Historical population
| Census | Pop. | Note | %± |
| 1890 | 301 |  | — |
| 1900 | 592 |  | 96.7% |
| 1910 | 553 |  | −6.6% |
| 1920 | 670 |  | 21.2% |
| 1930 | 640 |  | −4.5% |
| 1940 | 846 |  | 32.2% |
| 1950 | 949 |  | 12.2% |
| 1960 | 975 |  | 2.7% |
| 1970 | 972 |  | −0.3% |
| 1980 | 975 |  | 0.3% |
| 1990 | 965 |  | −1.0% |
| 2000 | 903 |  | −6.4% |
| 2010 | 896 |  | −0.8% |
| 2020 | 888 |  | −0.9% |
| 2022 (est.) | 882 |  | −0.7% |
U.S. Decennial Census 2020 Census

===2010 census===
As of the census of 2010, there were 896 people, 373 households, and 230 families living in the city. The population density was 1629.1 PD/sqmi. There were 408 housing units at an average density of 741.8 /sqmi. The racial makeup of the city was 94.8% White, 2.5% Native American, 0.2% Asian, and 2.6% from two or more races. Hispanic or Latino of any race were 2.8% of the population.

There were 373 households, of which 30.6% had children under the age of 18 living with them, 49.1% were married couples living together, 10.2% had a female householder with no husband present, 2.4% had a male householder with no wife present, and 38.3% were non-families. 34.6% of all households were made up of individuals, and 17.7% had someone living alone who was 65 years of age or older. The average household size was 2.31 and the average family size was 2.99.

The median age in the city was 38.2 years. 26.2% of residents were under the age of 18; 6.5% were between the ages of 18 and 24; 24% were from 25 to 44; 20.1% were from 45 to 64; and 23.2% were 65 years of age or older. The gender makeup of the city was 48.1% male and 51.9% female.

===2000 census===
As of the census of 2000, there were 903 people, 377 households, and 243 families living in the city.
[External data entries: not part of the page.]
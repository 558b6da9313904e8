//! Shared domain types for the storefront backend
//!
//! This crate holds everything the server and its clients agree on:
//!
//! - **Error codes** (`error`): unified error codes, categories, HTTP mapping,
//!   and the `ApiResponse` envelope
//! - **Models** (`models`): users, products, orders, and paging DTOs

pub mod error;
pub mod models;

// Re-export common types
pub use error::{ApiResponse, AppError, AppResult, ErrorCategory, ErrorCode};
//! Authentication Middleware
//!
//! Axum middleware for token authentication and role-based gates.
//!
//! `require_auth` turns a bearer credential into a [`CurrentUser`] request
//! extension or terminates the request. The role gates compare exactly: an
//! admin does not pass a user-only gate, and a user does not pass an
//! admin-only gate. Each route declares at most one required role.

use axum::{
    extract::{Request, State},
    middleware::Next,
    response::Response,
};
use shared::error::{AppError, ErrorCode};
use shared::models::{User, UserRole};
use uuid::Uuid;

use crate::auth::{JwtError, JwtService};
use crate::core::ServerState;
use crate::db::UserRepository;

/// Authenticated principal attached to the request by `require_auth`
#[derive(Debug, Clone)]
pub struct CurrentUser {
    pub id: Uuid,
    pub email: String,
    pub role: UserRole,
}

impl From<&User> for CurrentUser {
    fn from(user: &User) -> Self {
        Self {
            id: user.id,
            email: user.email.clone(),
            role: user.role,
        }
    }
}

impl CurrentUser {
    pub fn is_admin(&self) -> bool {
        self.role == UserRole::Admin
    }
}

/// Require authentication middleware
///
/// Extracts the bearer credential from the Authorization header, verifies it,
/// and resolves the token subject to a stored user. On success the principal
/// is attached to the request extensions for downstream handlers.
pub async fn require_auth(
    State(state): State<ServerState>,
    mut req: Request,
    next: Next,
) -> Result<Response, AppError> {
    // CORS preflight carries no credentials
    if req.method() == http::Method::OPTIONS {
        return Ok(next.run(req).await);
    }

    let auth_header = req
        .headers()
        .get(http::header::AUTHORIZATION)
        .and_then(|h| h.to_str().ok());

    let token = match auth_header {
        Some(header) => JwtService::extract_from_header(header)
            .ok_or_else(|| AppError::invalid_token("Malformed authorization header"))?,
        None => {
            tracing::warn!(target: "security", event = "auth_missing", uri = %req.uri());
            return Err(AppError::not_authenticated());
        }
    };

    let claims = state.jwt.verify(token).map_err(|e| {
        tracing::warn!(target: "security", event = "auth_failed", error = %e, uri = %req.uri());
        match e {
            JwtError::ExpiredToken => AppError::token_expired(),
            _ => AppError::invalid_token("Invalid token"),
        }
    })?;

    let user_id = claims
        .sub
        .parse::<Uuid>()
        .map_err(|_| AppError::invalid_token("Invalid token subject"))?;

    // A valid token can outlive its account
    let user = state
        .users
        .find_by_id(user_id)
        .await
        .map_err(|e| AppError::database(e.to_string()))?
        .ok_or_else(|| AppError::new(ErrorCode::UserNotFound))?;

    let current = CurrentUser::from(&user);
    tracing::debug!(user_id = %current.id, role = %current.role, "user authenticated");

    req.extensions_mut().insert(current);
    Ok(next.run(req).await)
}

/// Require the `user` role (exact match)
pub async fn require_user(req: Request, next: Next) -> Result<Response, AppError> {
    require_role(req, next, UserRole::User).await
}

/// Require the `admin` role (exact match)
pub async fn require_admin(req: Request, next: Next) -> Result<Response, AppError> {
    require_role(req, next, UserRole::Admin).await
}

async fn require_role(
    req: Request,
    next: Next,
    required: UserRole,
) -> Result<Response, AppError> {
    let user = req
        .extensions()
        .get::<CurrentUser>()
        .ok_or_else(AppError::not_authenticated)?;

    if user.role != required {
        tracing::warn!(
            target: "security",
            event = "role_denied",
            user_id = %user.id,
            user_role = %user.role,
            required_role = %required,
        );
        return Err(AppError::permission_denied(format!(
            "{} role required",
            required
        )));
    }

    Ok(next.run(req).await)
}
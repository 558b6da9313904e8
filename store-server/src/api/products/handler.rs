//! Product API Handlers

use axum::{
    extract::{Path, Query, State},
    http::StatusCode,
    Json,
};
use chrono::Utc;
use shared::error::{ApiResponse, AppError, ErrorCode};
use shared::models::product::to_slug;
use shared::models::{PageQuery, Product, ProductCreate, ProductStatus, ProductUpdate, ProductsPage};
use uuid::Uuid;

use crate::core::ServerState;
use crate::db::query::QueryPlan;
use crate::db::{ProductRepository, RepoError};

/// Create a new product (admin)
pub async fn create(
    State(state): State<ServerState>,
    Json(req): Json<ProductCreate>,
) -> Result<(StatusCode, Json<Product>), AppError> {
    let slug = to_slug(&req.name);

    let existing = state
        .products
        .find_by_slug(&slug)
        .await
        .map_err(|e| AppError::database(e.to_string()))?;
    if existing.is_some() {
        return Err(AppError::new(ErrorCode::ProductNameExists));
    }

    let now = Utc::now();
    let product = Product {
        id: Uuid::new_v4(),
        slug,
        name: req.name,
        description: req.description,
        price: req.price,
        currency: req.currency,
        discount: req.discount,
        status: ProductStatus::InStock,
        available_quantity: req.quantity,
        created_at: now,
        updated_at: now,
        deleted_at: None,
    };

    let created = state.products.create(product).await.map_err(|e| match e {
        RepoError::Duplicate(_) => AppError::new(ErrorCode::ProductNameExists),
        other => AppError::database(other.to_string()),
    })?;

    tracing::info!(product_id = %created.id, slug = %created.slug, "product created");
    Ok((StatusCode::CREATED, Json(created)))
}

/// Get product by id
pub async fn get_by_id(
    State(state): State<ServerState>,
    Path(id): Path<Uuid>,
) -> Result<Json<Product>, AppError> {
    let product = state
        .products
        .find_by_id(id)
        .await
        .map_err(|e| AppError::database(e.to_string()))?
        .ok_or_else(|| {
            AppError::with_message(ErrorCode::ProductNotFound, format!("Product {} not found", id))
        })?;
    Ok(Json(product))
}

/// Partially update a product (admin)
pub async fn update(
    State(state): State<ServerState>,
    Path(id): Path<Uuid>,
    Json(req): Json<ProductUpdate>,
) -> Result<Json<Product>, AppError> {
    // A rename must not collide with another product's slug
    if let Some(ref name) = req.name {
        let slug = to_slug(name);
        let existing = state
            .products
            .find_by_slug(&slug)
            .await
            .map_err(|e| AppError::database(e.to_string()))?;
        if existing.is_some_and(|p| p.id != id) {
            return Err(AppError::new(ErrorCode::ProductNameExists));
        }
    }

    let updated = state.products.update(id, req).await.map_err(|e| match e {
        RepoError::NotFound(msg) => AppError::with_message(ErrorCode::ProductNotFound, msg),
        other => AppError::database(other.to_string()),
    })?;

    tracing::info!(product_id = %updated.id, "product updated");
    Ok(Json(updated))
}

/// Delete a product (admin)
pub async fn delete(
    State(state): State<ServerState>,
    Path(id): Path<Uuid>,
) -> Result<Json<ApiResponse<()>>, AppError> {
    state.products.delete(id).await.map_err(|e| match e {
        RepoError::NotFound(msg) => AppError::with_message(ErrorCode::ProductNotFound, msg),
        other => AppError::database(other.to_string()),
    })?;

    tracing::info!(product_id = %id, "product deleted");
    Ok(Json(ApiResponse::ok()))
}

/// List products (filtered, sorted, paginated)
pub async fn list(
    State(state): State<ServerState>,
    Query(query): Query<PageQuery>,
) -> Result<Json<ProductsPage>, AppError> {
    let plan = QueryPlan::from_query(&query);
    let (products, total) = state
        .products
        .find_page(&plan)
        .await
        .map_err(|e| AppError::database(e.to_string()))?;

    let paging_info = plan.page_info(total, products.len() as i64);
    Ok(Json(ProductsPage {
        products,
        paging_info,
    }))
}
The population density was 1,644.3 PD/sqmi. There were 423 housing units at an average density of 770.3 /sqmi. The racial makeup of the city was 97.34% White, 0.33% Native American, 0.11% Asian, 0.55% from other races, and 1.66% from two or more races. Hispanic or Latino of any race were 1.88% of the population.

There were 377 households, out of which 27.3% had children under the age of 18 living with them, 56.2% were married couples living together, 6.9% had a female householder with no husband present, and 35.3% were non-families. 32.4% of all households were made up of individuals, and 20.2% had someone living alone who was 65 years of age or older. The average household size was 2.29 and the average family size was 2.90.

In the city, the population was spread out, with 24.4% under the age of 18, 6.3% from 18 to 24, 21.3% from 25 to 44, 17.9% from 45 to 64, and 30.1% who were 65 years of age or older. The median age was 43 years. For every 100 females, there were 83.9 males. For every 100 females age 18 and over, there were 81.2 males.

The median income for a household in the city was $30,673, and the median income for a family was $40,096. Males had a median income of $27,031 versus $21,250 for females. The per capita income for the city was $16,454. About 4.2% of families and 5.8% of the population were below the poverty line, including 5.9% of those under age 18 and 8.0% of those age 65 or over.